[MATERIAL FOR THIS EXERCISE]:
========================================================================
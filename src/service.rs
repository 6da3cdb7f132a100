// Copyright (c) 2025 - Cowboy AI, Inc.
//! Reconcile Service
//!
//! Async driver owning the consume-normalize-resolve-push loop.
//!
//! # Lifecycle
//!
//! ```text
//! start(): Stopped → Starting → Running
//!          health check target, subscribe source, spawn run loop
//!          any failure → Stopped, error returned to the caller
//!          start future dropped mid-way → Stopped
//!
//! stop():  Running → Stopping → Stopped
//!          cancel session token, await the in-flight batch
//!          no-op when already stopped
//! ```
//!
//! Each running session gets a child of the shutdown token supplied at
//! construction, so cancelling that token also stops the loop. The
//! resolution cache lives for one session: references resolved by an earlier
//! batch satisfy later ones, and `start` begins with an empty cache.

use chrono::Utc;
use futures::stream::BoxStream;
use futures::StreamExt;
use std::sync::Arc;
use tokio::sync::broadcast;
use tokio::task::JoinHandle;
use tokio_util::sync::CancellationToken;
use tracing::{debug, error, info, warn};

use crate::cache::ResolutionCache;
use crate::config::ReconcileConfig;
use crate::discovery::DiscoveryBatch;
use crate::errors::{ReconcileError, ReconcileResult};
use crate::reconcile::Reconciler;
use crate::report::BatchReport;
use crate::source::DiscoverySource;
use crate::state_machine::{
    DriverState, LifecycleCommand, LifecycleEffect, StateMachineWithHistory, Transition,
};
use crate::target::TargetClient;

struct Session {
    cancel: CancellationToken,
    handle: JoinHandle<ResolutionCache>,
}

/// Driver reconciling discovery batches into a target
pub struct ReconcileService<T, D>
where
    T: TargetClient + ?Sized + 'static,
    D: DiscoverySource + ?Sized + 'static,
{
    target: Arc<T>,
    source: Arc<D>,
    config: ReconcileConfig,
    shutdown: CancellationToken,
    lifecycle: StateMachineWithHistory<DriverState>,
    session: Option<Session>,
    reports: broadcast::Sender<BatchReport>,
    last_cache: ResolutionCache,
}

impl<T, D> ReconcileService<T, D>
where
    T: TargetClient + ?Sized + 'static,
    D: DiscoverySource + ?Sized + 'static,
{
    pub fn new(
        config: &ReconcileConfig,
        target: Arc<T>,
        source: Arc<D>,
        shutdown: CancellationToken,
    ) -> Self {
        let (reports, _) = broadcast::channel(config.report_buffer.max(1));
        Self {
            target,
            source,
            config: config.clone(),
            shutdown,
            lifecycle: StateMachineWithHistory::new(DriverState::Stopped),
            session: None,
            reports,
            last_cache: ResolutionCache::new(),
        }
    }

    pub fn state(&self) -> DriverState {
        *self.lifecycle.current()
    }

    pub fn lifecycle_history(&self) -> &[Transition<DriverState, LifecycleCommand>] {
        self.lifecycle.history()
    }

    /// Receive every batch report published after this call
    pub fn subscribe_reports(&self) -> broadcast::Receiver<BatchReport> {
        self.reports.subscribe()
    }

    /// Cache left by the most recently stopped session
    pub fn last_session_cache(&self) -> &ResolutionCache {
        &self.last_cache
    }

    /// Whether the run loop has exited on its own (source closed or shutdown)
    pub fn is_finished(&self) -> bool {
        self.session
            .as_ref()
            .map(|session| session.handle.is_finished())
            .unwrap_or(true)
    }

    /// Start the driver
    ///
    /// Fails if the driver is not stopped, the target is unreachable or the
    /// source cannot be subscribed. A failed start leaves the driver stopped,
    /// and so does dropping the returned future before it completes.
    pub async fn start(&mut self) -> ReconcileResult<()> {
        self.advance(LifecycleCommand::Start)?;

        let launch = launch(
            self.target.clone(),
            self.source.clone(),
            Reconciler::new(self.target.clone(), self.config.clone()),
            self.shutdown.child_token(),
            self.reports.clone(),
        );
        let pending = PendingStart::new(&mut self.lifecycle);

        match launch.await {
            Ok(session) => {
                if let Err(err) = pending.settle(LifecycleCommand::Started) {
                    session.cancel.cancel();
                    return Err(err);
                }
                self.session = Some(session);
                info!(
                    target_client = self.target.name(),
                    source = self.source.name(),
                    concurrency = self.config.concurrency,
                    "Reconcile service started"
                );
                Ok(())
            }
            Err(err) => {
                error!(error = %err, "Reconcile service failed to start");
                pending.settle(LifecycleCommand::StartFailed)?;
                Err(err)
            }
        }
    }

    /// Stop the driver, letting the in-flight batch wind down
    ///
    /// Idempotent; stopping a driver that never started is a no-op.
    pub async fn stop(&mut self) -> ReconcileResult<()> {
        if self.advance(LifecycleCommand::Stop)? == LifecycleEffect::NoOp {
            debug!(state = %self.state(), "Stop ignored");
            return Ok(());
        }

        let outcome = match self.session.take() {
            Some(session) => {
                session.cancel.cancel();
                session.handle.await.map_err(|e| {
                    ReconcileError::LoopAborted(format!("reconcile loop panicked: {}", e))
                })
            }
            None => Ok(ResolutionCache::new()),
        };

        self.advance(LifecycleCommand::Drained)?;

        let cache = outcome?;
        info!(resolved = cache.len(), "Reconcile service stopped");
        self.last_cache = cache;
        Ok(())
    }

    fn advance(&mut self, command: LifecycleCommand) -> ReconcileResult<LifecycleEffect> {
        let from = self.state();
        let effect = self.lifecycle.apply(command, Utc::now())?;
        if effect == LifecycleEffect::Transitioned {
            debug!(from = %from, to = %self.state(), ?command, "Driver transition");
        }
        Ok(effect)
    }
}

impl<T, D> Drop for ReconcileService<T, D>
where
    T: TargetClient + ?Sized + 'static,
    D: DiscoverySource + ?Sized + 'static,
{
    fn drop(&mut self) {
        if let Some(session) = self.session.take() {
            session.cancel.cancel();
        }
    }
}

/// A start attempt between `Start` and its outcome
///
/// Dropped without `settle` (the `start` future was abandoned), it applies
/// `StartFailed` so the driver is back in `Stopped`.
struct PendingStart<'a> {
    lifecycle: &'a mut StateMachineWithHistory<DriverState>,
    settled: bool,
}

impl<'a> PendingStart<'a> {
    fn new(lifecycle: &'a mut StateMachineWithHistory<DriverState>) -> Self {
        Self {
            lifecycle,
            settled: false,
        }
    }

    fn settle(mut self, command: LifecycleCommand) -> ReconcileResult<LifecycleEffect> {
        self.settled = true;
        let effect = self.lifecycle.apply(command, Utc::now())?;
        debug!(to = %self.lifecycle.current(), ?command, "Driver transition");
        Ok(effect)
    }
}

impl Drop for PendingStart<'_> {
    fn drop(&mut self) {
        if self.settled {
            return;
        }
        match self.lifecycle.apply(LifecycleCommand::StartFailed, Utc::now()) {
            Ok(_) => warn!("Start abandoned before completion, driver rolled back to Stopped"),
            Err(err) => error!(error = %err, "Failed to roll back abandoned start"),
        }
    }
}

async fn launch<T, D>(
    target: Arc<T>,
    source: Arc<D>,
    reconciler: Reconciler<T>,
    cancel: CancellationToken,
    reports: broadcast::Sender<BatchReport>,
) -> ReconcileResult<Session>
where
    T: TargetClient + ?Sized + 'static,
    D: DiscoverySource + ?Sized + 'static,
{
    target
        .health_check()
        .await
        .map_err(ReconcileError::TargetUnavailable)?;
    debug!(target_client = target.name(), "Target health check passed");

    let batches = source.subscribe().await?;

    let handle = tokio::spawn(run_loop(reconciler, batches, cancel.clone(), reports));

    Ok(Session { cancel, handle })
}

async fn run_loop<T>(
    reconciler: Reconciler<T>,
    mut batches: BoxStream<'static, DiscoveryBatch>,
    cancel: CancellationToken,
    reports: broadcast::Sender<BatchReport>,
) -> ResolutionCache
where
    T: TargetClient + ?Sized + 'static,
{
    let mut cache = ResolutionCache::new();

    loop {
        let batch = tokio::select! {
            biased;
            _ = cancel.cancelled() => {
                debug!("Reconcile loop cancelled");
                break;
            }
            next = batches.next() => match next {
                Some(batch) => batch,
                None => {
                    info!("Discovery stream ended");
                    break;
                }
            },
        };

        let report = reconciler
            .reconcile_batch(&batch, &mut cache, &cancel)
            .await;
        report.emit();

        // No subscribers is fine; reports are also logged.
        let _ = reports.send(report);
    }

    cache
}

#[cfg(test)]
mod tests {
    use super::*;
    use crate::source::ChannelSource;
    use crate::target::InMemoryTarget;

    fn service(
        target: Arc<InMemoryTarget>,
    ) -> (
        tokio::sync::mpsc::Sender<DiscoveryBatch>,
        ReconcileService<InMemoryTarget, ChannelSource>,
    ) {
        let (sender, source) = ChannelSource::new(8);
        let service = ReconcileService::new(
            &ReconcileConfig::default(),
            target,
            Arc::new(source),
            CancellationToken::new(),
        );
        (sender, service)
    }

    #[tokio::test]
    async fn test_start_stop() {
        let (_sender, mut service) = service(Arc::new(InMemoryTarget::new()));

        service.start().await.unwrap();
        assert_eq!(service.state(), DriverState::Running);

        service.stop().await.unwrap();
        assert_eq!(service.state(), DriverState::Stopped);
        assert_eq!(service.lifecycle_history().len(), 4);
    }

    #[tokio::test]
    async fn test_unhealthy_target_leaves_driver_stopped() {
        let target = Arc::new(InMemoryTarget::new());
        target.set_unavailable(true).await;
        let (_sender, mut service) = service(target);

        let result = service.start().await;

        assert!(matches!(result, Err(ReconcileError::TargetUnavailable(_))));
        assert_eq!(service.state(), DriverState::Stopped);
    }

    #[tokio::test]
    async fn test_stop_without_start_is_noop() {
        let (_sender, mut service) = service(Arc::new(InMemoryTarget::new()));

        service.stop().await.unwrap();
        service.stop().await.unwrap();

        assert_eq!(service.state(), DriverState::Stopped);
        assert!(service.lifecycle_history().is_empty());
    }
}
========================================================================
[WHAT IS NEEDED]: Give the number of lines in the data above that include the word "cancelled", with no other words.

[COMPLETED TASK]: 2